Effect of multiple laser peening on microstructural, fatigue and fretting-wear behaviour of austenitic stainless steel

The present work investigates the influence of laser peening without coating (LPwC) on the fatigue and fretting wear behaviour of AISI 304 alloy subjected to one and five peening passes peened at 9 GW cm(-2). Laser peened samples were characterised for microstructure, residual stress, phase evolution and hardness. After LPwC, the samples induced maximum compressive residual stress of-380 and-581 MPa for one and five peening passes at 50 mu m from the surface. Microhardness was increased to 31 % and 71 % for one and five pass samples at 50 mu m depth. The microstructure of laser peening samples was characterised using a transmission electron microscope (TEM) and electron backscattered diffraction (EBSD). Dislocation density was increased after peening with twin twin interaction observed in both the peening cases and martensite induced at the junction of the twin-twin in five-time peened samples.

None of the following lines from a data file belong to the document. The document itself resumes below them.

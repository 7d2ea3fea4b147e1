//! Call construction: single-call builders plus the atomic batch
//! assembler.

pub mod builder;
pub mod positions;
pub mod swap;
pub mod token;

pub use builder::CallBuilder;
pub use positions::{PositionCalls, WithdrawParams};
pub use swap::{RouteNode, RouterCalls, TokenAmount};

use crate::core::{Call, CallBatch};

/// Assembles the ordered pre-fund → act → clear sequence into an
/// immutable batch. The transport submits the result as one
/// all-or-nothing transaction; once built, a batch is never modified.
#[derive(Debug, Default)]
pub struct BatchBuilder {
    calls: Vec<Call>,
}

impl BatchBuilder {
    pub fn new() -> Self {
        Self::default()
    }

    pub fn push(mut self, call: Call) -> Self {
        self.calls.push(call);
        self
    }

    pub fn build(self) -> CallBatch {
        CallBatch::new(self.calls)
    }
}
//! The seams to the outside world.
//!
//! Everything the SDK consumes from the network sits behind the
//! [`Provider`] and [`TokenRegistry`] traits: price reads, dry-run
//! quotes, batch submission, confirmation (including the typed minted
//! position id, which the transport decodes from the transfer-from-zero
//! event), and token metadata. The core never performs I/O of its own
//! and never retries; callers wrapping these methods should consult
//! [`SdkError::is_retryable`](crate::core::SdkError::is_retryable)
//! before doing so.

use std::sync::Arc;

use async_trait::async_trait;

use crate::calls::{RouteNode, TokenAmount};
use crate::core::{
    CallBatch, Confirmation, PoolKey, PoolPrice, ProtocolConfig, Quote, ResolvedToken, SdkResult,
    TokenDescriptor, TxHash,
};

/// Read and submission access to the chain.
#[async_trait]
pub trait Provider: Send + Sync {
    /// Current price state for a pool. Must fail with
    /// `SdkError::PoolNotFound` when no pool exists for the key, as
    /// opposed to a transport error.
    async fn pool_price(&self, key: &PoolKey) -> SdkResult<PoolPrice>;

    /// Read-only swap simulation. No state changes on-chain.
    async fn quote(&self, node: &RouteNode, amount: &TokenAmount) -> SdkResult<Quote>;

    /// Submit an atomic batch. Once broadcast, the transaction either
    /// lands in full or is rejected in full; cancellation after this
    /// point has no effect.
    async fn submit(&self, batch: CallBatch) -> SdkResult<TxHash>;

    /// Wait until the transaction is final. Implementations decode the
    /// position-NFT transfer-from-zero event into
    /// `Confirmation::minted_position_id`.
    async fn wait_for_confirmation(&self, tx_hash: TxHash) -> SdkResult<Confirmation>;
}

/// Token metadata lookup.
#[async_trait]
pub trait TokenRegistry: Send + Sync {
    async fn resolve(&self, descriptor: &TokenDescriptor) -> SdkResult<ResolvedToken>;
}

/// Shared state handed to every service: the provider, the token
/// registry, and the deployment configuration.
pub struct BaseClient {
    provider: Arc<dyn Provider>,
    registry: Arc<dyn TokenRegistry>,
    config: Arc<ProtocolConfig>,
}

impl BaseClient {
    pub fn new(
        provider: Arc<dyn Provider>,
        registry: Arc<dyn TokenRegistry>,
        config: Arc<ProtocolConfig>,
    ) -> Self {
        BaseClient {
            provider,
            registry,
            config,
        }
    }

    pub fn config(&self) -> &ProtocolConfig {
        &self.config
    }

    pub fn provider(&self) -> &dyn Provider {
        self.provider.as_ref()
    }

    pub fn registry(&self) -> &dyn TokenRegistry {
        self.registry.as_ref()
    }
}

Low angle grain fraction increased from 29 % (unpeened) to 41 % (one pass) and 63 % (five passes), and grain refinement was observed, where the average grain size reduced from 22.28 mu m (unpeened) to 18.36 mu m (one pass) and 9.51 mu m (five passes) for LPwC samples. Fretting wear behaviour at various loading (5, 10 and 20 N) displayed significant improvement in wear resistance of LPwC samples, as evident from lower wear volume loss. Fatigue testing performed at R = 0.1 exhibited an improvement in fatigue life of 1.4 and 2.4 times for one and five pass samples compared to unpeened samples at a stress amplitude of 450 MPa. Fatigue fractography revealed a decrease in striation spacing for LPwC samples (979 nm/cycle and 565 nm/cycle for one-and five-time peening) with a delay in crack-propagation rate.

Automated summary

The present study investigates the effects of laser peening without coating on the fatigue and fretting wear behavior of AISI 304 alloy. Laser peening treatment increases the compressive residual stress, microhardness, and refines the grain size of the alloy, resulting in improved fatigue and fretting wear resistance.